● Goal of the exercise
If a line in the listing below has the string "input", copy it out.

● Dataset extract
// Word and line wrapping for encoder output.
//
// The encoders ask for permission before every symbol. A refusal arms a
// pending delimiter which the encoder drains with `write_delimiter()`,
// possibly across several block calls, before asking again. Word
// delimiter characters count toward the line length; line delimiters
// reset both counters.

use crate::config::Config;

#[derive(Debug, Clone, Copy, PartialEq, Eq)]
enum Pending {
    None,
    Word,
    Line,
}

/// Tracks the current word and line length of one encoder.
#[derive(Debug, Clone)]
pub struct LineWrapper {
    max_word: Option<usize>,
    max_line: Option<usize>,
    word_delimiter: Box<[char]>,
    line_delimiter: Box<[char]>,
    word_len: usize,
    line_len: usize,
    pending: Pending,
    position: usize,
}

impl LineWrapper {
    pub fn new(config: &Config) -> Self {
        Self {
            max_word: config.max_word_size(),
            max_line: config.max_line_size(),
            word_delimiter: config.word_delimiter().chars().collect(),
            line_delimiter: config.line_delimiter().chars().collect(),
            word_len: 0,
            line_len: 0,
            pending: Pending::None,
            position: 0,
        }
    }

    /// Request room for `wanted` symbol characters.
    ///
    /// Returns how many may be written now. Zero means a delimiter is
    /// pending and must be written first. A word (or line) that has not
    /// started yet is split rather than refused, so a symbol wider than
    /// the limit still makes progress.
    pub fn begin_output(&mut self, wanted: usize) -> usize {
        if self.pending != Pending::None {
            return 0;
        }
        let mut granted = wanted;
        let mut next = Pending::None;

        if let Some(max) = self.max_word
            && self.word_len + wanted > max
        {
            if self.word_len == 0 {
                granted = wanted.min(max);
            } else {
                granted = 0;
                next = Pending::Word;
            }
        }
        if let Some(max) = self.max_line
            && self.line_len + granted > max
        {
            if self.line_len == 0 {
                granted = granted.min(max);
            } else {
                granted = 0;
                next = Pending::Line;
            }
        }

        self.word_len += granted;
        self.line_len += granted;
        self.pending = next;
        granted
    }

    #[inline]
    pub fn is_pending(&self) -> bool {
        self.pending != Pending::None
    }

    /// Copy as much of the pending delimiter as fits into `dst`.
    ///
    /// Returns the number of characters written. The delimiter is complete
    /// (and `is_pending()` false) once its last character has been copied;
    /// an empty delimiter completes without writing anything.
    pub fn write_delimiter(&mut self, dst: &mut [char]) -> usize {
        let delimiter: &[char] = match self.pending {
            Pending::None => return 0,
            Pending::Word => &self.word_delimiter,
            Pending::Line => &self.line_delimiter,
        };
        let total = delimiter.len();
        let n = (total - self.position).min(dst.len());
        dst[..n].copy_from_slice(&delimiter[self.position..self.position + n]);

        if self.pending == Pending::Word {
            self.line_len += n;
        }
        self.position += n;

        if self.position >= total {
            if self.pending == Pending::Line {
                self.line_len = 0;
            }
            self.word_len = 0;
            self.position = 0;
            self.pending = Pending::None;
        }
        n
    }
}

/// Upper bound on the output length once `chars` symbol characters have
/// been wrapped according to `config`.
///
/// A word closes with at least `max_word - 1` characters (a two-character
/// symbol may not fit the last slot), and likewise for lines, so this never
/// under-estimates.
pub fn max_wrapped_size(config: &Config, chars: usize) -> usize {
    let with_words = match config.max_word_size() {
        Some(max) => {
            let words = chars / max.saturating_sub(1).max(1);
            chars.saturating_add(words.saturating_mul(config.word_delimiter().chars().count()))
        }
        None => chars,
    };
    match config.max_line_size() {
        Some(max) => {
            let lines = with_words / max.saturating_sub(1).max(1);
            with_words.saturating_add(lines.saturating_mul(config.line_delimiter().chars().count()))
        }
        None => with_words,
    }
}

// ---------------------------------------------------------------------------
// Tests
// ---------------------------------------------------------------------------
// Block codec: resumable encoder/decoder state machines for BS-6 and BS-8.
//
// Layout:
//   - tables: symbol alphabets and reverse lookups
//   - bits: MSB-first bit accumulator
//   - wrap: word/line delimiter policy used by the encoders
//   - encoder / decoder: one state machine per format behind a common type
//
// Every block call works on caller-provided slices, consumes as much input
// as it can and reports progress through `read_count()` / `write_count()`.

pub mod bits;
pub mod decoder;
pub mod encoder;
pub mod tables;
pub mod wrap;

use std::fmt;
use std::str::FromStr;

pub use decoder::{DecodeError, Decoder, Expected, Misalignment};
pub use encoder::Encoder;

// ---------------------------------------------------------------------------
// Format
// ---------------------------------------------------------------------------

/// Symbol format.
#[derive(Debug, Clone, Copy, PartialEq, Eq, Hash)]
pub enum Format {
    /// Six bits per consonant/vowel pair, one character per symbol.
    Bs6,
    /// One byte per consonant/vowel pair, one or two characters per symbol.
    Bs8,
}

impl Format {
    pub const fn name(self) -> &'static str {
        match self {
            Self::Bs6 => "BS-6",
            Self::Bs8 => "BS-8",
        }
    }

    /// Upper bound on the symbol characters produced for `bytes` input
    /// bytes, not counting delimiters.
    pub const fn max_encode_size(self, bytes: usize) -> usize {
        match self {
            Self::Bs6 => match bytes.checked_mul(8) {
                Some(bits) => {
                    let pairs = (bits / 6).saturating_mul(2);
                    pairs.saturating_add((bits % 6 != 0) as usize)
                }
                None => usize::MAX,
            },
            Self::Bs8 => bytes.saturating_mul(4),
        }
    }

    /// Upper bound on the bytes produced by decoding `chars` characters.
    pub const fn max_decode_size(self, chars: usize) -> usize {
        match self {
            Self::Bs6 => {
                let tail = if chars % 2 == 1 { 4 } else { 0 };
                match (chars / 2).checked_mul(6) {
                    Some(bits) => match bits.checked_add(tail) {
                        Some(bits) => bits.div_ceil(8),
                        None => usize::MAX,
                    },
                    None => usize::MAX,
                }
            }
            Self::Bs8 => chars.div_ceil(2),
        }
    }
}

impl fmt::Display for Format {
    fn fmt(&self, f: &mut fmt::Formatter<'_>) -> fmt::Result {
        f.write_str(self.name())
    }
}

#[derive(Debug, Clone, PartialEq, Eq, thiserror::Error)]
#[error("cannot parse '{0}' as a bitspeak format (expected bs6 or bs8)")]
pub struct UnknownFormat(pub String);

impl FromStr for Format {
    type Err = UnknownFormat;

    fn from_str(s: &str) -> Result<Self, Self::Err> {
        match s.to_ascii_lowercase().as_str() {
            "bs6" | "bs-6" => Ok(Self::Bs6),
            "bs8" | "bs-8" => Ok(Self::Bs8),
            _ => Err(UnknownFormat(s.to_string())),
        }
    }
}

// ---------------------------------------------------------------------------
// Finish
// ---------------------------------------------------------------------------

/// Progress reported by `finish_block()`.
#[derive(Debug, Clone, Copy, PartialEq, Eq)]
pub enum Finish {
    /// Wrote this many units; call again.
    Wrote(usize),
    /// Output is pending but the destination had no room.
    NeedsCapacity,
    /// Nothing left; the stream is complete.
    Done,
}

impl Finish {
    pub(crate) fn from_progress(written: usize, exhausted: bool) -> Self {
        if written > 0 {
            Self::Wrote(written)
        } else if exhausted {
            Self::Done
        } else {
            Self::NeedsCapacity
        }
    }
}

● Result of the task
// Every block call works on caller-provided slices, consumes as much input
    /// Upper bound on the symbol characters produced for `bytes` input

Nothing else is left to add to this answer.